AVAILABLE DATA
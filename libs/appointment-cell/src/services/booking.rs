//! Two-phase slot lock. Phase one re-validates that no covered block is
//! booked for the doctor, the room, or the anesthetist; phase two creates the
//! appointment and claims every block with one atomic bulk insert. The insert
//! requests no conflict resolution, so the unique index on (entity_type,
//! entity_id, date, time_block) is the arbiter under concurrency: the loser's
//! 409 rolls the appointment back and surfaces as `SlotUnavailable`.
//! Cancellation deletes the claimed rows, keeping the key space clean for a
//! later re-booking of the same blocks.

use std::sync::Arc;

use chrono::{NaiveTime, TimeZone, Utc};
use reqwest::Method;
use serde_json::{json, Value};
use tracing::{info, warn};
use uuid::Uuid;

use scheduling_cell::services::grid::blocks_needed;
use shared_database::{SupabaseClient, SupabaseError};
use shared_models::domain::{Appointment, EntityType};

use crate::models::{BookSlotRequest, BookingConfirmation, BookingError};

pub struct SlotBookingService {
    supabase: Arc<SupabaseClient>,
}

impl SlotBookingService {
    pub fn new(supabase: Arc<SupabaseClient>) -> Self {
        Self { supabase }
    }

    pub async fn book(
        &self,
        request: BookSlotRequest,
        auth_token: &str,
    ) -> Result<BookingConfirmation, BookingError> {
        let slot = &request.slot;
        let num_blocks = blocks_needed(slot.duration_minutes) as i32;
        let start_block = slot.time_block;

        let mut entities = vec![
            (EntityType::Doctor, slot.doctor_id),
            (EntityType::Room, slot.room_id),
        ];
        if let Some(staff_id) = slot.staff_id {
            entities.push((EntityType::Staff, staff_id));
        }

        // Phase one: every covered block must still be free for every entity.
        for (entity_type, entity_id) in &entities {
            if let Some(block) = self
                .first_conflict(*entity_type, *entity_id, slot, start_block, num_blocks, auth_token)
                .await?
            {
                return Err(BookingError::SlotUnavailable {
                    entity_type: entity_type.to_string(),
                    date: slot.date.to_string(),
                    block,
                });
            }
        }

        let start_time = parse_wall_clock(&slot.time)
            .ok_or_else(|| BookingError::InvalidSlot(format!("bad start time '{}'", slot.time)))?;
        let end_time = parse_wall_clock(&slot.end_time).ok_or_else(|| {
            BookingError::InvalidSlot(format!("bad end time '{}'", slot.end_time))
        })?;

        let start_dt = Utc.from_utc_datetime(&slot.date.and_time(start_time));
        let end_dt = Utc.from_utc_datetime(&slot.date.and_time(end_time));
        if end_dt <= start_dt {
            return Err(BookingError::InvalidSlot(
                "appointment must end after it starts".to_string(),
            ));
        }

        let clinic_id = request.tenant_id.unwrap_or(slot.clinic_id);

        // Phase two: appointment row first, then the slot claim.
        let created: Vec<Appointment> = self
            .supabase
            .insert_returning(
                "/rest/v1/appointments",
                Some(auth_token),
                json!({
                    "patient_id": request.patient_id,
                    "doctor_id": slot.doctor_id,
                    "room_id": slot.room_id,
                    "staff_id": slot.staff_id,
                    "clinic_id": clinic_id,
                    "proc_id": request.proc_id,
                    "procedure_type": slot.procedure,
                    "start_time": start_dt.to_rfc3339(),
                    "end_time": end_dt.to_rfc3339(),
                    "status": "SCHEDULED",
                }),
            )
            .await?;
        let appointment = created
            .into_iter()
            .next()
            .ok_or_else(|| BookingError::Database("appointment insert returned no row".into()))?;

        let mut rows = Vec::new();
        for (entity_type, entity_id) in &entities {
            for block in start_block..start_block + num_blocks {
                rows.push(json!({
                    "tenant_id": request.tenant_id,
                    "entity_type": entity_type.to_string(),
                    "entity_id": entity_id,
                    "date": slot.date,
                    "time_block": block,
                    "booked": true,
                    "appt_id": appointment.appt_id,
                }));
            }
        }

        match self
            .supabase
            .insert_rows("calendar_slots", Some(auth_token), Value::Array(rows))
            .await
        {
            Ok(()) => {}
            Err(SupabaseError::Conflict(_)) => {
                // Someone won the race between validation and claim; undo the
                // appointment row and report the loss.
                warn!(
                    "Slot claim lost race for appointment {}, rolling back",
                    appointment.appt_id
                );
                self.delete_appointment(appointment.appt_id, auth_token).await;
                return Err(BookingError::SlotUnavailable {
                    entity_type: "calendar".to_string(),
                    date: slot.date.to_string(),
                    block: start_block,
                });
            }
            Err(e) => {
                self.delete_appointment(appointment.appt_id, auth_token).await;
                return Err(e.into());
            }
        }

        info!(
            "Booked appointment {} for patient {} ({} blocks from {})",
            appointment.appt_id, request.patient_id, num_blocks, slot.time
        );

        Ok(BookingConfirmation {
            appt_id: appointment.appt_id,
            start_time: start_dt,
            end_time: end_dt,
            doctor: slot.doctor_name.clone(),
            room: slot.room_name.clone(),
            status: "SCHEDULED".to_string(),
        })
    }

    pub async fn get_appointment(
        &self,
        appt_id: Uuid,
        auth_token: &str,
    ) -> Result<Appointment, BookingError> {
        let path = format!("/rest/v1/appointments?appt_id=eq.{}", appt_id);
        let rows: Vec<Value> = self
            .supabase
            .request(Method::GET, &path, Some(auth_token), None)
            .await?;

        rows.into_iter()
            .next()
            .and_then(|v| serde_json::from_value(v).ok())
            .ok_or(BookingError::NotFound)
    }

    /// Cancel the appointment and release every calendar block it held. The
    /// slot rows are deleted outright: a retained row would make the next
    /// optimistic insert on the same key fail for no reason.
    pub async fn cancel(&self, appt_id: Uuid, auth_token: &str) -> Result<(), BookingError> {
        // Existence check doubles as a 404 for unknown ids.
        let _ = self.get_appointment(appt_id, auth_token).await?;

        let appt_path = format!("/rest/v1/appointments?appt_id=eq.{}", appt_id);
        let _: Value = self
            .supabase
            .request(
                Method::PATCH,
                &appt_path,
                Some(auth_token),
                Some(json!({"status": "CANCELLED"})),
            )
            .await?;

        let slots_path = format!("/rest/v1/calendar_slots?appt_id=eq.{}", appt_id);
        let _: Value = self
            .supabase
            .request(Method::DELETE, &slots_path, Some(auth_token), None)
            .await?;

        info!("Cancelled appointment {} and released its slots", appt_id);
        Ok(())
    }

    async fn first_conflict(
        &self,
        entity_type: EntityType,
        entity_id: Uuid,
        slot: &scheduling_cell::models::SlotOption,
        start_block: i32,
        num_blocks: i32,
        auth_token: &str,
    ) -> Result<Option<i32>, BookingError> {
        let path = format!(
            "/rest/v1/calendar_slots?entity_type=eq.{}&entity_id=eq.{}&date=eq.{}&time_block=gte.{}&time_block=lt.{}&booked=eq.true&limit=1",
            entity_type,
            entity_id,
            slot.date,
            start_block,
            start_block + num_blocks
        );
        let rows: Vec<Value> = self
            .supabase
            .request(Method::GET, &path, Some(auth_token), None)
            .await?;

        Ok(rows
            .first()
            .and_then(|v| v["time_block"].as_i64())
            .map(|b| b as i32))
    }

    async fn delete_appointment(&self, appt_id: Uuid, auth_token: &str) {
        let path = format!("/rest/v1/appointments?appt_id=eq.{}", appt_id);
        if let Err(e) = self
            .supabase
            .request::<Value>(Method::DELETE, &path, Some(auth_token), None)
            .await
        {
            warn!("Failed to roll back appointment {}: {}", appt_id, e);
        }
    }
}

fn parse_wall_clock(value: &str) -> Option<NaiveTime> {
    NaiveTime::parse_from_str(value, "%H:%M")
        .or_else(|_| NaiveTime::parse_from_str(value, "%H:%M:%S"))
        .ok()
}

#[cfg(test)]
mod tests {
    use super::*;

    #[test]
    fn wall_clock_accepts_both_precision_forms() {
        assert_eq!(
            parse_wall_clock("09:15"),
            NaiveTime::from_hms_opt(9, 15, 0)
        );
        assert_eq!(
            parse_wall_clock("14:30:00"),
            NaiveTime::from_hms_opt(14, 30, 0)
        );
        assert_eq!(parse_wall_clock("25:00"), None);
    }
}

BRIEF
Every line in the records above that holds "entities" counts once; state the total and nothing else.

RESPONSE
4